Health problems have led to reduced access to opportunities like developing technology in some countries and they must be solved through global healthy strategies that seek to define measure and advance health for all, so as to ensure not only equality in health but also equality in assessing other resources within the local society (Freidman, 2000).

Preventive and curative measures have been hampered by difficulties and problems associated with accurately predicting of conditions in some parts like in the highland places and this has influenced negatively the making of decisions required for taking or applying necessary techniques of prevention such as indoor spraying (Abeku, 2007). Poor health systems coupled with inaccessibility to anti-malarial drugs as a result of insecurity continue to affect some African countries at wars within themselves. The insecurity has hampered penetration of the programs to the local communities as well as their effectiveness.

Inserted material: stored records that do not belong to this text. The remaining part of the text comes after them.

use std::collections::HashSet;
use std::sync::Arc;

use anyhow::{Context, Result, anyhow};

use winit::application::ApplicationHandler;
use winit::dpi::PhysicalSize;
use winit::event::{ElementState, KeyEvent, WindowEvent};
use winit::event_loop::{ActiveEventLoop, ControlFlow, EventLoop};
use winit::keyboard::{KeyCode, PhysicalKey};
use winit::window::{Window, WindowId};

use crate::asset::{ImageLoader, ObjImporter, load_scene};
use crate::config::RendererConfig;
use crate::device::Gpu;
use crate::render::{
    FrameOutcome, OrbitCamera, Renderer, RendererSettings, ShaderHotReload, WgpuBackend,
};
use crate::time::FrameClock;

/// Radians per second for A/D and Q/E.
const ORBIT_SPEED: f32 = 1.5;
/// Distance multiplier per second while W is held; S applies the inverse.
const ZOOM_PER_SECOND: f32 = 0.4;

/// Entry point: opens the window, loads the scene and renders until the window
/// closes or the device fails for good.
pub struct Runtime;

impl Runtime {
    pub fn run(config: RendererConfig) -> Result<()> {
        let event_loop = EventLoop::new().context("failed to create winit EventLoop")?;
        let mut app = ViewerApp::new(config);

        event_loop
            .run_app(&mut app)
            .context("winit event loop terminated with error")?;

        match app.failure.take() {
            Some(e) => Err(e),
            None => Ok(()),
        }
    }
}

/// Everything that exists once setup has succeeded.
struct Session {
    window: Arc<Window>,
    renderer: Renderer<WgpuBackend>,
    camera: OrbitCamera,
    clock: FrameClock,
    held: HashSet<KeyCode>,
}

impl Session {
    fn create(event_loop: &ActiveEventLoop, config: &RendererConfig) -> Result<Self> {
        let display = &config.display;
        let attrs = Window::default_attributes()
            .with_title(display.title.clone())
            .with_inner_size(PhysicalSize::new(display.width, display.height))
            .with_resizable(false);

        let window = Arc::new(
            event_loop
                .create_window(attrs)
                .context("failed to create window")?,
        );

        let gpu = pollster::block_on(Gpu::new(window.clone(), config.present_request()))
            .context("GPU initialization failed")?;
        let size = gpu.size();

        let backend = WgpuBackend::new(gpu, &config.shader.path).with_context(|| {
            format!("failed to build shader {}", config.shader.path.display())
        })?;

        let scene = load_scene(
            &config.assets.scene,
            &ObjImporter,
            &mut ImageLoader::new(),
            &config.assets.default_textures,
        )
        .with_context(|| format!("failed to load scene {}", config.assets.scene.display()))?;

        let settings = RendererSettings {
            clear: config.clear_values(),
            projection: config.projection(),
            lost_backoff: config.lost_backoff(),
        };
        let mut renderer =
            Renderer::new(backend, &scene, settings).context("renderer setup failed")?;
        if size.height > 0 {
            renderer.set_aspect(size.width as f32 / size.height as f32);
        }

        if config.shader.hot_reload {
            match ShaderHotReload::for_file(&config.shader.path) {
                Ok(reload) => renderer.set_shader_reload(reload),
                Err(e) => log::warn!("shader hot reload disabled: {e}"),
            }
        }

        Ok(Self {
            window,
            renderer,
            camera: OrbitCamera::framing(scene.packed.bounds()),
            clock: FrameClock::new(),
            held: HashSet::new(),
        })
    }

    fn resize(&mut self, size: PhysicalSize<u32>) {
        self.renderer.backend_mut().resize(size);
        if size.width > 0 && size.height > 0 {
            self.renderer.set_aspect(size.width as f32 / size.height as f32);
        }
        self.window.request_redraw();
    }

    fn apply_held_keys(&mut self, dt: f32) {
        let axis = |neg: KeyCode, pos: KeyCode| {
            self.held.contains(&pos) as i32 as f32 - self.held.contains(&neg) as i32 as f32
        };
        let yaw = axis(KeyCode::KeyA, KeyCode::KeyD);
        let pitch = axis(KeyCode::KeyE, KeyCode::KeyQ);
        let zoom = axis(KeyCode::KeyS, KeyCode::KeyW);

        if yaw != 0.0 || pitch != 0.0 {
            self.camera.orbit(yaw * ORBIT_SPEED * dt, pitch * ORBIT_SPEED * dt);
        }
        if zoom != 0.0 {
            self.camera.zoom(ZOOM_PER_SECOND.powf(zoom * dt));
        }
    }
}

struct ViewerApp {
    config: RendererConfig,
    session: Option<Session>,
    failure: Option<anyhow::Error>,
}

impl ViewerApp {
    fn new(config: RendererConfig) -> Self {
        Self {
            config,
            session: None,
            failure: None,
        }
    }

    fn fail(&mut self, event_loop: &ActiveEventLoop, error: anyhow::Error) {
        log::error!("{error:#}");
        self.failure = Some(error);
        event_loop.exit();
    }

    fn on_key(&mut self, event_loop: &ActiveEventLoop, event: &KeyEvent) {
        let PhysicalKey::Code(code) = event.physical_key else {
            return;
        };
        if code == KeyCode::Escape && event.state == ElementState::Pressed {
            event_loop.exit();
            return;
        }

        let Some(session) = self.session.as_mut() else {
            return;
        };
        match event.state {
            ElementState::Pressed => session.held.insert(code),
            ElementState::Released => session.held.remove(&code),
        };
    }

    fn redraw(&mut self, event_loop: &ActiveEventLoop) {
        let Some(session) = self.session.as_mut() else {
            return;
        };

        let time = session.clock.tick();
        session.apply_held_keys(time.dt);

        match session.renderer.render_frame(&session.camera) {
            FrameOutcome::Presented { .. } => {}
            FrameOutcome::Skipped(state) => log::debug!("frame skipped, device {state}"),
            FrameOutcome::Halted => {
                let message = session
                    .renderer
                    .backend()
                    .fatal_message()
                    .unwrap_or("graphics device failed")
                    .to_string();
                self.fail(event_loop, anyhow!(message));
            }
        }
    }
}

impl ApplicationHandler for ViewerApp {
    fn resumed(&mut self, event_loop: &ActiveEventLoop) {
        if self.session.is_some() {
            return;
        }

        match Session::create(event_loop, &self.config) {
            Ok(session) => {
                session.window.request_redraw();
                self.session = Some(session);
            }
            Err(e) => self.fail(event_loop, e),
        }
    }

    fn about_to_wait(&mut self, event_loop: &ActiveEventLoop) {
        event_loop.set_control_flow(ControlFlow::Wait);

        // Continuous redraw.
        if let Some(session) = &self.session {
            session.window.request_redraw();
        }
    }

    fn window_event(
        &mut self,
        event_loop: &ActiveEventLoop,
        _window_id: WindowId,
        event: WindowEvent,
    ) {
        match event {
            WindowEvent::CloseRequested => {
                log::info!("window closed");
                event_loop.exit();
            }

            WindowEvent::Resized(size) => {
                if let Some(session) = self.session.as_mut() {
                    session.resize(size);
                }
            }

            WindowEvent::ScaleFactorChanged { .. } => {
                if let Some(session) = self.session.as_mut() {
                    let size = session.window.inner_size();
                    session.resize(size);
                }
            }

            WindowEvent::Focused(false) => {
                if let Some(session) = self.session.as_mut() {
                    session.held.clear();
                }
            }

            WindowEvent::KeyboardInput { event, .. } => self.on_key(event_loop, &event),

            WindowEvent::RedrawRequested => self.redraw(event_loop),

            _ => {}
        }
    }
}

In order to achieve global health demand targets, there is necessity to invest widely in sound scientific research to determine effective methods and procedures that will help in dissemination of treatment and prevention (Freidman, 2000). Plans to target certain health conditions on a global scale have historically shown success by achieving certain goals, although these plans are largely dismissed as overambitious. A number of these include elimination of polio in more than 175 countries and guinea worm diseases in all countries except 14 of them, eradication of small pox in 1977, and reduction of child diarrhea deaths by half in 1990s among other achievements (Flanagin, & Winker, 2003).

Since there have been challenges to achieving targets like eradication of malaria in Africa, there is necessity to put measures to improve and increase programs based in local areas for eliminating malaria, improve comparable reporting and tracking of diseases and deaths across countries, putting in place mechanisms for valid reporting and increased funding for program among other solutions (Flanagin, & Winker, 2003). These resolutions need be aligned with countries’ objectives and policy in fighting malaria.

References

Abeku, T. ( 2007). Response to malaria in Africa: emergent infectious disease perspective. Centers for Disease Control. Web.

Grover-Kopec, E., Kawano, M., Klaver, R., W., Blumenthal, B., Ceccato, P., Connor, S., J. (2005). An online operational rainfall-monitoring resource for epidemic malaria early warning systems in Africa. Malaria Journal. 4:6. Web.

Flanagin Annette, & Margaret Winker. Global health-Targeting Problems and Achieving Solutions. 2003. JAMA. Vol.290.no.10. Web.

Freidman TL. (2000). The Lexus and the Olive Tree: Understanding Globalization. New York, NY: Farrar Straus & Giroux.

Malaria. National Institute of Allergy and Infectious Diseases. Web.

Supercourse. Global Health: Global Health Network. Web.

Thomas, M., C. Mason, S., J. Phindela, P., Connor, S., J. (2005). Use of rainfall and sea surface temperature monitoring for malaria early warning in Botswana. The American Society of Tropical Medicine and Hygiene. 73(1), 2005, pp. 214-221. Web.

United Nations Development Programme. Human Development Report 2003: Millennium Development Goals: A Compact Among Nations to End Poverty. New York, NY: Oxford University Press; 2003. Web.

WHO. World Malaria Report 2008. Summary and Key Points. Web.

World Malaria Report. (2008). World Health Organization. Web.

World Health Organization. Commission on Macroeconomics and Health. Macroeconomics and Health: Investing in Health for Economic Development. Geneva, Switzerland: World Health Organization. Web.